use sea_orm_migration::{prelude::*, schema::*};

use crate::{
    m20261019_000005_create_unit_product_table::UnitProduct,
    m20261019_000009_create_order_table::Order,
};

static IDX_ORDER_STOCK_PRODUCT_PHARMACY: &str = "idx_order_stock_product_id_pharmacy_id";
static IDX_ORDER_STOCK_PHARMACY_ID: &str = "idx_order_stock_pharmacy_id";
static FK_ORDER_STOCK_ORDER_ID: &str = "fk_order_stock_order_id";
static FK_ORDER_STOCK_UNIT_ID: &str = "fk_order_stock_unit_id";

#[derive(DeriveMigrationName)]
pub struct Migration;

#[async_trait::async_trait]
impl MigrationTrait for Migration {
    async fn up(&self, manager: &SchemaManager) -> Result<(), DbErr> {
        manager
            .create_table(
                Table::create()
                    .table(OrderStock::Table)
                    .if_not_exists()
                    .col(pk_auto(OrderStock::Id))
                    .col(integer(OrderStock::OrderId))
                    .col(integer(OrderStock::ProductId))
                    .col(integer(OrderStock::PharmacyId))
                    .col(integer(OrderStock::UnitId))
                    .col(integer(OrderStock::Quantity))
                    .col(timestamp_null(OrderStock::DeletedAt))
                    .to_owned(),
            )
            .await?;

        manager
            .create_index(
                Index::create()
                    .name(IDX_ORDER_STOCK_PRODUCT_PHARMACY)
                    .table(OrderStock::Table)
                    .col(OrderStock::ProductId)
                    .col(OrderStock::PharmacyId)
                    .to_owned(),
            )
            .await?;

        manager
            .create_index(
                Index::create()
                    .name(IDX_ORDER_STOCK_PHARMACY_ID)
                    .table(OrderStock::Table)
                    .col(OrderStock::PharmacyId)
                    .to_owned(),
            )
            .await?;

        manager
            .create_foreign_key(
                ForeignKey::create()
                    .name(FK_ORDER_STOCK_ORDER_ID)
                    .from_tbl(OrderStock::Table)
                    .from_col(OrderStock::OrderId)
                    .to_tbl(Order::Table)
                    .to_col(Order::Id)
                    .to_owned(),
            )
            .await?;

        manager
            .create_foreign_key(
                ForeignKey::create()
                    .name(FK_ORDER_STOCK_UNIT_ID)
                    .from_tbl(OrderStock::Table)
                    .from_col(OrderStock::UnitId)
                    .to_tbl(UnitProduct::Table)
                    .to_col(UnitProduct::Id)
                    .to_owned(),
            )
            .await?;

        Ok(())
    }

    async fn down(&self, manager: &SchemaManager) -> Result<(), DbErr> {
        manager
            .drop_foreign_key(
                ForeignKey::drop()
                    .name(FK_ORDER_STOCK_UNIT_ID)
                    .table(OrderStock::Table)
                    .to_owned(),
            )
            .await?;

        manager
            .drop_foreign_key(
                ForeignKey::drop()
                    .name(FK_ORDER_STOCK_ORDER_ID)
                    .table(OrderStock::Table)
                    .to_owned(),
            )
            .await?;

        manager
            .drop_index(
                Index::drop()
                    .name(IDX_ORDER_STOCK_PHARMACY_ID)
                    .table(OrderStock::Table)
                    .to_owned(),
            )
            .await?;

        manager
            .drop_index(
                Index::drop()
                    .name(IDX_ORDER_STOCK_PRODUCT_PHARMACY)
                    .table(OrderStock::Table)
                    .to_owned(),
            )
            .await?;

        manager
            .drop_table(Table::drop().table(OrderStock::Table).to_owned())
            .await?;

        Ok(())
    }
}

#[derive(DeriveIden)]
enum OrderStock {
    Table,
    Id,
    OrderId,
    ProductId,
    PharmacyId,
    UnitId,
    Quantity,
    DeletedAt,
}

------

▶ **TASK ITEM**
Nothing but the lines holding the word "static" should be returned from the listing above.

▶ **RESPONSE TO THIS TASK**
static IDX_ORDER_STOCK_PRODUCT_PHARMACY: &str = "idx_order_stock_product_id_pharmacy_id";
static IDX_ORDER_STOCK_PHARMACY_ID: &str = "idx_order_stock_pharmacy_id";
static FK_ORDER_STOCK_ORDER_ID: &str = "fk_order_stock_order_id";
static FK_ORDER_STOCK_UNIT_ID: &str = "fk_order_stock_unit_id";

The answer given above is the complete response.